*TASK DETAILS*.
Gather all lines in the entries that include the word "logs".

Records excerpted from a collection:

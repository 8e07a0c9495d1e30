//! # Hey Compose Driver (`common::compose`)
//!
//! File: cli/src/common/compose.rs
//! Author: Christi Mahu
//!
//! ## Overview
//!
//! Builds and runs compose command lines with the project's compose files
//! pre-set. The driver (`docker-compose` by default, or e.g. `docker compose`)
//! and the file list both come from `hey.yml`.
//!
//! Configured compose files that do not exist in the working directory are
//! skipped rather than passed to the driver, so a shared `hey.yml` can list
//! optional override files.
//!
//! ## Usage
//!
//! ```rust
//! let compose = Compose::from_config(inv.config, inv.workdir)?;
//! compose.run(&["logs", "--tail", "10", "django"]).await?;
//! // docker-compose -f docker-compose.DEV.yml logs --tail 10 django
//! ```
//!
use crate::common::process;
use crate::core::{
    config::Config,
    error::{HeyError, Result},
};
use std::path::Path;
use std::process::Output;
use tracing::debug;

/// A compose driver bound to the project's compose files.
#[derive(Debug, Clone, PartialEq, Eq)]
pub struct Compose {
    program: String,
    base_args: Vec<String>,
}

impl Compose {
    pub fn from_config(cfg: &Config, workdir: &Path) -> Result<Self> {
        let mut parts = cfg.compose_command_parts().into_iter();
        let program = parts
            .next()
            .ok_or_else(|| HeyError::Config("compose_command must not be empty".into()))?;
        let mut base_args: Vec<String> = parts.collect();

        for file in cfg.compose_files.paths() {
            if workdir.join(&file).is_file() {
                base_args.push("-f".to_string());
                base_args.push(file);
            } else {
                debug!("Skipping missing compose file '{}'", file);
            }
        }
        Ok(Self { program, base_args })
    }

    /// The full argument list for a compose subcommand.
    pub fn args<S: AsRef<str>>(&self, extra: &[S]) -> Vec<String> {
        self.base_args
            .iter()
            .cloned()
            .chain(extra.iter().map(|a| a.as_ref().to_string()))
            .collect()
    }

    #[cfg(test)]
    pub fn program(&self) -> &str {
        &self.program
    }

    /// Runs a compose subcommand with the console attached.
    pub async fn run<S: AsRef<str>>(&self, extra: &[S]) -> Result<()> {
        process::run(&self.program, &self.args(extra)).await
    }

    /// Runs a compose subcommand and returns its output whatever the exit status.
    pub async fn probe<S: AsRef<str>>(&self, extra: &[S]) -> Result<Output> {
        process::probe(&self.program, &self.args(extra)).await
    }
}

/// Arguments for `exec <container> bash -c <script>`.
pub fn exec_bash(container: &str, script: &str) -> Vec<String> {
    vec![
        "exec".to_string(),
        container.to_string(),
        "bash".to_string(),
        "-c".to_string(),
        script.to_string(),
    ]
}

#[cfg(test)]
mod tests {
    use super::*;
    use crate::core::config::ComposeFiles;
    use std::fs;
    use tempfile::tempdir;

    #[test]
    fn test_only_existing_compose_files_are_passed() {
        let temp = tempdir().unwrap();
        fs::write(temp.path().join("docker-compose.yml"), "services: {}\n").unwrap();
        let cfg = Config {
            compose_files: ComposeFiles::Joined("docker-compose.yml;missing.yml".into()),
            ..Config::default()
        };

        let compose = Compose::from_config(&cfg, temp.path()).unwrap();
        assert_eq!(compose.program(), "docker-compose");
        assert_eq!(
            compose.args(&["ps"]),
            vec!["-f", "docker-compose.yml", "ps"]
        );
    }

    #[test]
    fn test_multi_word_driver() {
        let temp = tempdir().unwrap();
        let cfg = Config {
            compose_command: "docker compose".into(),
            ..Config::default()
        };
        let compose = Compose::from_config(&cfg, temp.path()).unwrap();
        assert_eq!(compose.program(), "docker");
        assert_eq!(compose.args(&["stop"]), vec!["compose", "stop"]);
    }

    #[test]
    fn test_empty_driver_is_a_config_error() {
        let cfg = Config {
            compose_command: "  ".into(),
            ..Config::default()
        };
        assert!(Compose::from_config(&cfg, Path::new(".")).is_err());
    }

    #[test]
    fn test_exec_bash_args() {
        assert_eq!(
            exec_bash("django", "cd /code; pytest -x"),
            vec!["exec", "django", "bash", "-c", "cd /code; pytest -x"]
        );
    }
}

*OUTPUT*.
//! compose.run(&["logs", "--tail", "10", "django"]).await?;
//! // docker-compose -f docker-compose.DEV.yml logs --tail 10 django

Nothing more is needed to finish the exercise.